Menurut Saag, gejala itu muncul akibat adanya peradangan. Sistem kekebalan tubuh manusia secara agresif menyerang virus dan produk sampingan dari perlawanan itu menyebabkan kerusakan tambahan.
“Sistem kekebalan tubuh kita akan rusak mencoba menghilangkan virus ini, tetapi saat melakukannya itu menyebabkan kerusakan secara tidak sengaja ke jaringan lain,” ujar Saag.
Sekarang, Saag sudah pulih sepenuhnya. Bahkan, dokter ahli penyakit menular itu sudah kembali merawat pasien Covid-19 di sebuah klinik di Birmingham, Inggris. Dalam sebuah wawancara dengan NBC News, Saag menceritakan pengalamannya pulih dari Covid-19 tanpa perlu mendapat perawatan di rumah sakit.
Saag mengibaratkan terinfeksi virus corona tipe baru, SARS-CoV-2 rasanya ibarat menaiki roller coaster yang menakutkan. Setiap malam, terasa begitu menyiksa baginya.
Di pagi hari, Saag merasakan kondisinya lebih baik. Dia sempat mengira sudah sembuh, namun rasa sakit datang lagi. Kondisi naik-turun itu berlangsung selama delapan hari berturut-turut.

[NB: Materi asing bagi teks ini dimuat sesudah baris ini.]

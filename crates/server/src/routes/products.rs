//! Product endpoints.

use axum::{
    Json,
    extract::{Path, State, rejection::JsonRejection},
    http::StatusCode,
};
use serde::Serialize;

use clientele_core::{Product, ProductDraft};

use super::customers::MessageResponse;
use super::{json_rejection, parse_customer_id, parse_product_id};
use crate::error::Result;
use crate::state::AppState;

#[derive(Debug, Serialize)]
pub struct ProductCreated {
    pub message: String,
    pub product: Product,
}

#[derive(Debug, Serialize)]
pub struct ProductList {
    pub products: Vec<Product>,
}

/// POST /api/products
///
/// # Errors
///
/// 400 for invalid input, 404 if the owning customer does not exist.
pub async fn create(
    State(state): State<AppState>,
    payload: std::result::Result<Json<ProductDraft>, JsonRejection>,
) -> Result<(StatusCode, Json<ProductCreated>)> {
    let Json(draft) = payload.map_err(|e| json_rejection(&e))?;
    let product = state.service().add_product(draft).await?;

    Ok((
        StatusCode::CREATED,
        Json(ProductCreated {
            message: "Product added successfully".to_string(),
            product,
        }),
    ))
}

/// GET /api/products/{customer_id}
///
/// # Errors
///
/// 400 for a malformed ID.
pub async fn list(
    State(state): State<AppState>,
    Path(customer_id): Path<String>,
) -> Result<Json<ProductList>> {
    let id = parse_customer_id(&customer_id)?;
    let products = state.service().list_products(id).await?;
    Ok(Json(ProductList { products }))
}

/// DELETE /api/products/{customer_id}/{product_id}
///
/// # Errors
///
/// 400 for a malformed ID, 404 if the customer does not own such a product.
pub async fn delete(
    State(state): State<AppState>,
    Path((customer_id, product_id)): Path<(String, String)>,
) -> Result<Json<MessageResponse>> {
    let customer_id = parse_customer_id(&customer_id)?;
    let product_id = parse_product_id(&product_id)?;
    state
        .service()
        .delete_product(customer_id, product_id)
        .await?;

    Ok(Json(MessageResponse {
        message: format!(
            "Product ID {product_id} for Customer ID {customer_id} deleted successfully"
        ),
    }))
}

"Setiap malam terasa sangat buruk. Sebagai dokter, saya tahu apa yang bisa terjadi,” kata Saag.
Dia pun memutuskan tetap terjaga sampai pagi dan merasakan setiap menit berganti sembari memikirkan kemungkinan dia akan membutuhkan ventilator jika pernapasannya terus memburuk. Namun, kenyataannya ia tidak menjalani perawatan apapun. Dia memahami tidak ada perawatan yang terbukti menyembuhkan dari virus corona baru itu.
"Kita punya begitu banyak obat untuk meredakan aneka gangguan kesehatan, sehingga ketika sesuatu muncul yang baru muncul, kita berasumsi dapat mengatasinya,” ujar dia.
Faktanya, tidak demikian dengan Covid-19. Para petugas medis tidak memiliki waktu melakukan uji coba segala obat. Saag pun sempat khawatir salah langkah.
Bersamaan dengan itu, sebuah studi menunjukkan potensi hidroklorokuin dan azitromisin. Saag lalu mengontak 10 rekannya untuk meminta saran tentang penggunaan kedua obat tersebut untuk meredakan gejala Covid-19 yang menderanya.
Manjurkah paduan hidroklorokuin dan azitromisin? Saag belakangan menyadari, obat itu tak boleh dipakai bersamaan tanpa pengawasan dokter.
“Saya benar-benar tidak bisa memberi tahu Anda itu membantu atau menyakitkan. Kalau dipikir-pikir lagi, saya agak malu pada diri saya sendiri, karena saya bisa membahayakan diri saya karena kematian mendadak akibat aritmia,” kata Saag.